Start of Task input

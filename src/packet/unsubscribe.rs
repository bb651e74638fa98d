//! UNSUBSCRIBE

use crate::topic_filter::TopicFilter;

list_packet! {
    /// `UNSUBSCRIBE` packet
    UnsubscribePacket(TopicFilter) => Unsubscribe
}
//! SUBSCRIBE

use crate::topic_filter::TopicFilter;
use crate::QualityOfService;

list_packet! {
    /// `SUBSCRIBE` packet, a list of topic filters with requested QoS
    SubscribePacket((TopicFilter, QualityOfService)) => Subscribe
}
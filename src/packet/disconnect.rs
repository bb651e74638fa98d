//! DISCONNECT

empty_packet! {
    /// `DISCONNECT` packet
    DisconnectPacket => Disconnect
}

#[cfg(test)]
mod test {
    use super::*;

    use crate::Encodable;

    #[test]
    fn test_disconnect_packet_basic() {
        let mut buf = Vec::new();
        DisconnectPacket::new().encode(&mut buf).unwrap();
        assert_eq!(&buf[..], b"\xe0\x00");
    }
}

End of Task input

§ **What you will do**: Write out the records again so that each line matches the original exactly.

§ **Solution to this problem**:
filename src/packet/unsubscribe.rs
repository bb651e74638fa98d
//! UNSUBSCRIBE

use crate::topic_filter::TopicFilter;

list_packet! {
    /// `UNSUBSCRIBE` packet
    UnsubscribePacket(TopicFilter) => Unsubscribe
}
//! SUBSCRIBE

use crate::topic_filter::TopicFilter;
use crate::QualityOfService;

list_packet! {
    /// `SUBSCRIBE` packet, a list of topic filters with requested QoS
    SubscribePacket((TopicFilter, QualityOfService)) => Subscribe
}
filename src/packet/disconnect.rs
repository bb651e74638fa98d
//! DISCONNECT

empty_packet! {
    /// `DISCONNECT` packet
    DisconnectPacket => Disconnect
}

#[cfg(test)]
mod test {
    use super::*;

    use crate::Encodable;

    #[test]
    fn test_disconnect_packet_basic() {
        let mut buf = Vec::new();
        DisconnectPacket::new().encode(&mut buf).unwrap();
        assert_eq!(&buf[..], b"\xe0\x00");
    }
}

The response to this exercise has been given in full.